Ainda me lembro dela.
Naquela rua encoberta pela penumbra da madrugada.
Daqui não se deixa ver. A escuridão me impede ver como ela era.
Ainda me lembro. Saudades avoam. De quando fui morar naquela casa.
Era o ano distante de um mil novecentos e cinquenta e cinco.
Vindo, ainda menino, aos cinco anos, de uma cidade vizinha, cujo nome me traz esperança.
Foi em Boa Esperança onde nasci. Não me recordo com exatidão qual foi a casa onde vi o mundo pela primeira vez nos braços da minha mãe.
Um dia passei por lá. Entrei pelo portão. Era uma casa assobradada. Com um lindo jardim cheiinho de canteiros de rosas coloridas. Hoje aquela casa abriga um centro cultural. A dona Didi, segundo me disse seu filho Marcelo, era uma senhora elegante. Que amava ler. Hoje penso que ela deixou seu hábito de leitura a mim. Que não a conheci.
A casa onde passei a infância não existe mais. Dela não restou senão um lote vazio. Agora quase ocupado por um prédio em construção.
Como me lembro dela. Uma linda varanda olhava em direção a rua. Antes calçada de pedras duras. Que agora foram recobertos pelo asfalto.
Entrando porta adentro se podia ver uma sala ampla. Com duas poltronas não sei de cor eram. Um lindo quadro de podia ver numa das paredes. Uma paisagem bucólica campesina era o que se podia admirar.

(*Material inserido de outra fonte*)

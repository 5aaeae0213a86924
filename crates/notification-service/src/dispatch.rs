//! 单条消息的投递流程
//!
//! 解码、过期检查、按渠道并行投递并在渠道内重试，最后汇总状态。
//! 重试只发生在本次消费内，不会把消息重新写回 broker。
//! 唯一的例外是计划时间尚远的消息：worker 最多停留 `schedule_hold`，
//! 之后把信封写回 topic 末尾并确认，分区上其后的消息不被阻塞。
//! 返回的 [`MessageOutcome`] 决定 worker 是否确认位点。

use std::sync::Arc;
use std::time::{Duration, Instant};

use chrono::Utc;
use futures::future::join_all;
use notify_shared::broker::ConsumerMessage;
use notify_shared::config::WorkerConfig;
use notify_shared::dlq::{DeadLetterMessage, DlqProducer};
use notify_shared::observability::metrics as prom;
use notify_shared::retry::{RetryPolicy, sleep_or_shutdown};
use tokio::sync::watch;
use tracing::{debug, error, info, warn};

use crate::envelope::{Channel, DeliveryAttempt, NotificationEnvelope, NotificationStatus};
use crate::error::NotificationError;
use crate::handler::{ChannelHandler, HandlerRegistry};
use crate::metrics::ConsumerMetrics;
use crate::publisher::NotificationPublisher;

/// 一条消息的处理结果
#[derive(Debug, Clone, Copy, PartialEq, Eq)]
pub enum MessageOutcome {
    /// 所有有处理器的渠道均投递成功
    Sent,
    /// 部分渠道成功
    PartiallyDelivered,
    /// 所有有处理器的渠道均失败
    Failed,
    /// 无事可做：没有可用处理器，或信封状态表明已处理过
    Skipped,
    /// 已过期，直接丢弃
    Expired,
    /// 重试预算耗尽的失败信封再次到达，标记为 EXPIRED
    Exhausted,
    /// 无法解码
    Malformed,
    /// 未到计划时间，已写回 topic 等待下一轮消费
    Deferred,
    /// 处理被停机信号打断，消息不确认，等待重新投递
    Interrupted,
}

impl MessageOutcome {
    pub fn as_str(&self) -> &'static str {
        match self {
            Self::Sent => "sent",
            Self::PartiallyDelivered => "partially_delivered",
            Self::Failed => "failed",
            Self::Skipped => "skipped",
            Self::Expired => "expired",
            Self::Exhausted => "exhausted",
            Self::Malformed => "malformed",
            Self::Deferred => "deferred",
            Self::Interrupted => "interrupted",
        }
    }

    /// 除被打断的消息外都确认位点
    pub fn should_ack(&self) -> bool {
        !matches!(self, Self::Interrupted)
    }

    /// 是否需要进入死信队列
    pub fn is_dead_letter(&self) -> bool {
        matches!(self, Self::Failed | Self::PartiallyDelivered)
    }
}

/// 单个渠道的投递结果
#[derive(Debug)]
struct ChannelReport {
    channel: Channel,
    attempts: Vec<DeliveryAttempt>,
    delivered: bool,
    retries_used: u32,
    last_error: Option<String>,
    interrupted: bool,
}

impl ChannelReport {
    fn new(channel: Channel) -> Self {
        Self {
            channel,
            attempts: Vec::new(),
            delivered: false,
            retries_used: 0,
            last_error: None,
            interrupted: false,
        }
    }
}

pub struct Dispatcher {
    registry: Arc<HandlerRegistry>,
    retry: RetryPolicy,
    processing_timeout: Duration,
    schedule_hold: Duration,
    dead_letter: Option<Arc<DlqProducer>>,
    requeue: Option<Arc<NotificationPublisher>>,
    metrics: Arc<ConsumerMetrics>,
}
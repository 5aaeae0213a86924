//! 通知投递服务入口
//!
//! 加载配置、初始化可观测性、连接 Kafka 启动工作池，并在指标端口上提供运维端点。

use std::net::SocketAddr;
use std::sync::Arc;

use anyhow::{Context, Result};
use notification_service::{NotificationService, ops};
use notify_shared::config::AppConfig;
use notify_shared::observability;
use tokio::signal;
use tokio::sync::oneshot;
use tracing::{error, info, warn};

const SERVICE_NAME: &str = "notification-service";

#[tokio::main]
async fn main() -> Result<()> {
    // 1. 加载配置，失败时退回默认值
    let config = AppConfig::load(SERVICE_NAME).unwrap_or_else(|e| {
        eprintln!("加载配置失败，使用默认配置: {e}");
        AppConfig::default()
    });

    // 2. 初始化日志与指标
    let _guard = observability::init(&config.service_name, &config.observability)?;

    info!(
        environment = %config.environment,
        brokers = %config.kafka.brokers,
        topic = %config.kafka.topic,
        workers = config.worker.worker_count,
        "Starting notification-service..."
    );

    if let Err(problems) = config.validate() {
        for problem in &problems {
            error!(problem = %problem, "配置校验失败");
        }
        anyhow::bail!("配置校验失败: {}", problems.join("; "));
    }

    // 3. 连接 Kafka 并启动工作池
    let service = Arc::new(
        NotificationService::with_kafka(config.clone()).context("初始化通知服务失败")?,
    );
    service.start().context("启动通知服务失败")?;

    // 4. 运维端点
    let addr = SocketAddr::from(([0, 0, 0, 0], config.observability.metrics_port));
    let (ops_tx, ops_rx) = oneshot::channel::<()>();
    let ops_handle = tokio::spawn(ops::serve(addr, service.clone(), async {
        let _ = ops_rx.await;
    }));

    shutdown_signal().await;

    // 5. 先停止消费，再关闭运维端点
    service.stop().await;
    let _ = ops_tx.send(());
    match ops_handle.await {
        Ok(Ok(())) => {}
        Ok(Err(e)) => warn!(error = %e, "运维端点异常退出"),
        Err(e) => warn!(error = %e, "运维端点任务异常"),
    }

    info!("Service shutdown complete");
    Ok(())
}

/// 监听 Ctrl+C 和 SIGTERM
async fn shutdown_signal() {
    let ctrl_c = async {
        if let Err(e) = signal::ctrl_c().await {
            error!(error = %e, "监听 Ctrl+C 失败");
            std::future::pending::<()>().await;
        }
    };

    #[cfg(unix)]
    let terminate = async {
        match signal::unix::signal(signal::unix::SignalKind::terminate()) {
            Ok(mut stream) => {
                stream.recv().await;
            }
            Err(e) => {
                error!(error = %e, "监听 SIGTERM 失败");
                std::future::pending::<()>().await;
            }
        }
    };

    #[cfg(not(unix))]
    let terminate = std::future::pending::<()>();

    tokio::select! {
        _ = ctrl_c => {
            info!("Received Ctrl+C, starting graceful shutdown...");
        }
        _ = terminate => {
            info!("Received SIGTERM, starting graceful shutdown...");
        }
    }
}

Uma copinha anexa era onde tomávamos refeições. Era lá que comemorávamos o aniversário da minha querida irmã Rosinha.
A cozinha era unida intimamente a essa copa. Uma mesa de cimento, coberta por azulejos coloridos. Com quatro lugares a nós destinados. Era onde minha mãezinha nos servia deliciosas refeições.
Um corredor nanico unia nossos quartos. O meu e do meu irmão era o último à esquerda. Um espaçoso cômodo de banhos era onde nos banhávamos em meninos. O quarto dos meus pais era o do meio. Um banheiro anexo, construído depois. Foi poucas vezes utilizado por eles dois.

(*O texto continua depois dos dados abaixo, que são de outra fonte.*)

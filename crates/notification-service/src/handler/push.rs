//! 推送渠道
//!
//! 模拟发送，仅记录日志。生产环境中替换为 APNs / FCM 等推送服务的调用。

use async_trait::async_trait;
use tracing::info;
use uuid::Uuid;

use super::{ChannelHandler, ChannelReceipt};
use crate::envelope::{Channel, NotificationEnvelope};
use crate::error::Result;

pub struct PushHandler;

#[async_trait]
impl ChannelHandler for PushHandler {
    async fn handle(&self, envelope: &NotificationEnvelope) -> Result<ChannelReceipt> {
        let message_id = Uuid::now_v7().to_string();

        info!(
            channel = "PUSH",
            notification_id = %envelope.id,
            user_id = %envelope.user_id,
            notification_type = %envelope.notification_type,
            message_id = %message_id,
            "模拟发送推送通知"
        );

        Ok(ChannelReceipt::new(message_id))
    }

    fn channel(&self) -> Channel {
        Channel::Push
    }
}
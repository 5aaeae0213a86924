//! 通知信封构建器
//!
//! 流式累积可选字段，默认值集中在设置类型这一步：
//! 类型决定默认优先级，调用方未指定渠道时也决定默认渠道集合。

use std::collections::BTreeMap;

use chrono::{DateTime, Utc};
use uuid::Uuid;

use crate::envelope::{
    Channel, NotificationEnvelope, NotificationStatus, NotificationType, Priority,
};
use crate::error::{NotificationError, Result};

pub const DEFAULT_MAX_RETRIES: u32 = 3;

/// 通知接收者
#[derive(Debug, Clone, PartialEq, Eq)]
pub struct Recipient {
    pub user_id: String,
    pub email: String,
    pub name: Option<String>,
    pub phone: Option<String>,
}

impl Recipient {
    pub fn new(user_id: impl Into<String>, email: impl Into<String>) -> Self {
        Self {
            user_id: user_id.into(),
            email: email.into(),
            name: None,
            phone: None,
        }
    }

    pub fn with_name(mut self, name: impl Into<String>) -> Self {
        self.name = Some(name.into());
        self
    }

    pub fn with_phone(mut self, phone: impl Into<String>) -> Self {
        self.phone = Some(phone.into());
        self
    }
}

#[derive(Debug, Clone, Default)]
pub struct NotificationBuilder {
    notification_type: Option<NotificationType>,
    priority: Option<Priority>,
    channels: Option<Vec<Channel>>,
    user_id: Option<String>,
    email: Option<String>,
    phone: Option<String>,
    name: Option<String>,
    subject: Option<String>,
    template_id: Option<String>,
    payload: BTreeMap<String, serde_json::Value>,
    event_id: Option<String>,
    booking_id: Option<String>,
    waitlist_entry_id: Option<String>,
    scheduled_for: Option<DateTime<Utc>>,
    expires_at: Option<DateTime<Utc>>,
    max_retries: Option<u32>,
}

impl NotificationBuilder {
    pub fn new() -> Self {
        Self::default()
    }

    /// 设置类型，同时赋予默认优先级；渠道尚未指定时赋予默认渠道集合
    pub fn notification_type(mut self, notification_type: NotificationType) -> Self {
        self.notification_type = Some(notification_type);
        self.priority = Some(notification_type.default_priority());
        if self.channels.is_none() {
            self.channels = Some(notification_type.default_channels());
        }
        self
    }

    /// 覆盖类型默认优先级，需在设置类型之后调用
    pub fn priority(mut self, priority: Priority) -> Self {
        self.priority = Some(priority);
        self
    }

    /// 指定渠道集合，重复项会被去除
    pub fn channels(mut self, channels: impl IntoIterator<Item = Channel>) -> Self {
        let mut unique: Vec<Channel> = Vec::new();
        for channel in channels {
            if !unique.contains(&channel) {
                unique.push(channel);
            }
        }
        self.channels = Some(unique);
        self
    }

    pub fn add_channel(mut self, channel: Channel) -> Self {
        let channels = self.channels.get_or_insert_with(Vec::new);
        if !channels.contains(&channel) {
            channels.push(channel);
        }
        self
    }

    pub fn recipient(mut self, user_id: impl Into<String>, email: impl Into<String>) -> Self {
        self.user_id = Some(user_id.into());
        self.email = Some(email.into());
        self
    }

    pub fn to(mut self, recipient: Recipient) -> Self {
        self.user_id = Some(recipient.user_id);
        self.email = Some(recipient.email);
        if recipient.name.is_some() {
            self.name = recipient.name;
        }
        if recipient.phone.is_some() {
            self.phone = recipient.phone;
        }
        self
    }

    pub fn phone(mut self, phone: impl Into<String>) -> Self {
        self.phone = Some(phone.into());
        self
    }

    pub fn name(mut self, name: impl Into<String>) -> Self {
        self.name = Some(name.into());
        self
    }

    pub fn subject(mut self, subject: impl Into<String>) -> Self {
        self.subject = Some(subject.into());
        self
    }

    pub fn template_id(mut self, template_id: impl Into<String>) -> Self {
        self.template_id = Some(template_id.into());
        self
    }

    /// 合并一个负载字段，同名字段后写覆盖先写
    pub fn payload_value(
        mut self,
        key: impl Into<String>,
        value: impl Into<serde_json::Value>,
    ) -> Self {
        self.payload.insert(key.into(), value.into());
        self
    }

    /// 合并整个负载映射
    pub fn payload(
        mut self,
        payload: impl IntoIterator<Item = (String, serde_json::Value)>,
    ) -> Self {
        self.payload.extend(payload);
        self
    }

    pub fn event_id(mut self, event_id: impl Into<String>) -> Self {
        self.event_id = Some(event_id.into());
        self
    }

    pub fn booking_id(mut self, booking_id: impl Into<String>) -> Self {
        self.booking_id = Some(booking_id.into());
        self
    }

    pub fn waitlist_entry_id(mut self, waitlist_entry_id: impl Into<String>) -> Self {
        self.waitlist_entry_id = Some(waitlist_entry_id.into());
        self
    }

    pub fn scheduled_for(mut self, at: DateTime<Utc>) -> Self {
        self.scheduled_for = Some(at);
        self
    }

    pub fn expires_at(mut self, at: DateTime<Utc>) -> Self {
        self.expires_at = Some(at);
        self
    }

    pub fn max_retries(mut self, max_retries: u32) -> Self {
        self.max_retries = Some(max_retries);
        self
    }

    /// 未显式设置重试上限时使用的值
    pub fn default_max_retries(mut self, max_retries: u32) -> Self {
        self.max_retries.get_or_insert(max_retries);
        self
    }

    /// 构建信封
    ///
    /// 缺少类型、接收者 ID 或邮箱时返回校验错误，列出全部缺失项。
    pub fn build(self) -> Result<NotificationEnvelope> {
        let user_id = self.user_id.filter(|s| !s.trim().is_empty());
        let email = self.email.filter(|s| !s.trim().is_empty());

        let (notification_type, user_id, email) = match (self.notification_type, user_id, email) {
            (Some(t), Some(u), Some(e)) => (t, u, e),
            (t, u, e) => {
                let missing: Vec<&str> = [
                    (t.is_none(), "notification_type"),
                    (u.is_none(), "user_id"),
                    (e.is_none(), "email"),
                ]
                .into_iter()
                .filter_map(|(absent, field)| absent.then_some(field))
                .collect();
                return Err(NotificationError::Validation(format!(
                    "缺少必填字段: {}",
                    missing.join(", ")
                )));
            }
        };

        let mut channels = self.channels.unwrap_or_default();
        if channels.is_empty() {
            channels.push(Channel::DEFAULT);
        }

        let now = Utc::now();
        Ok(NotificationEnvelope {
            id: Uuid::now_v7().to_string(),
            notification_type,
            priority: self
                .priority
                .unwrap_or_else(|| notification_type.default_priority()),
            channels,
            user_id,
            email,
            phone: self.phone,
            name: self.name,
            subject: self.subject.unwrap_or_default(),
            template_id: self.template_id,
            payload: self.payload,
            event_id: self.event_id,
            booking_id: self.booking_id,
            waitlist_entry_id: self.waitlist_entry_id,
            scheduled_for: self.scheduled_for,
            expires_at: self.expires_at,
            status: NotificationStatus::Pending,
            retry_count: 0,
            max_retries: self.max_retries.unwrap_or(DEFAULT_MAX_RETRIES),
            last_error: None,
            attempts: Vec::new(),
            created_at: now,
            updated_at: now,
            sent_at: None,
            delivered_at: None,
        })
    }
}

Descendo por uma escada íamos a outro quarto. Reservados aos hóspedes que porventura apareciam.
O escritório do meu pai era logo adiante. Minúsculo, era onde a velha Facit trabalhava.
Hoje a velha máquina de escrever se dá o merecido descanso. Num quarto da minha roça.
Qual seria a melhor casa do mundo? Seria a casa dos avós? Onde nos reuníamos nos fins de tarde? Onde os primos contavam causos de nossa infância? Ou seria aquela casa que construímos a duras penas? Quando enfim, a mercê de nossos salários minguados, conseguimos edificar num tempo que pra nós parecia infinito.
Já morei em distintas moradas. Numa casa enorme agora transformada em escolinha. Num bairro elegante de nome Centenário. Agora não tenho coragem de passar por lá. Aquela casa grande foi bastante modificada. Não como a deixei anos distantes.
Já morei noutra casa. Daquela tenho saudades. Pretendo voltar a morar lá. Onde uma velha seringueira me olha da janela do meu quarto. Como se quisesse me dizer: “volte logo. Tenho saudades das crônicas em que fui citada. Como uma vetusta árvore desterrada da sua Amazônia tão querida”.
Hoje moro num espaçoso apartamento. Bem no centro da cidade. Lugar privilegiado. De fácil acesso a todos os lugares.
Agora lucubro. Já que não dispenso as pernas. Quase não uso carro para meus deslocamentos.
Uma das melhores casas do mundo não é mais aquela onde morei em menino. A casa dos meus pais e dos meus avós não existe mais.
A casa melhor do mundo é esse apartamento. Onde me sinto bem.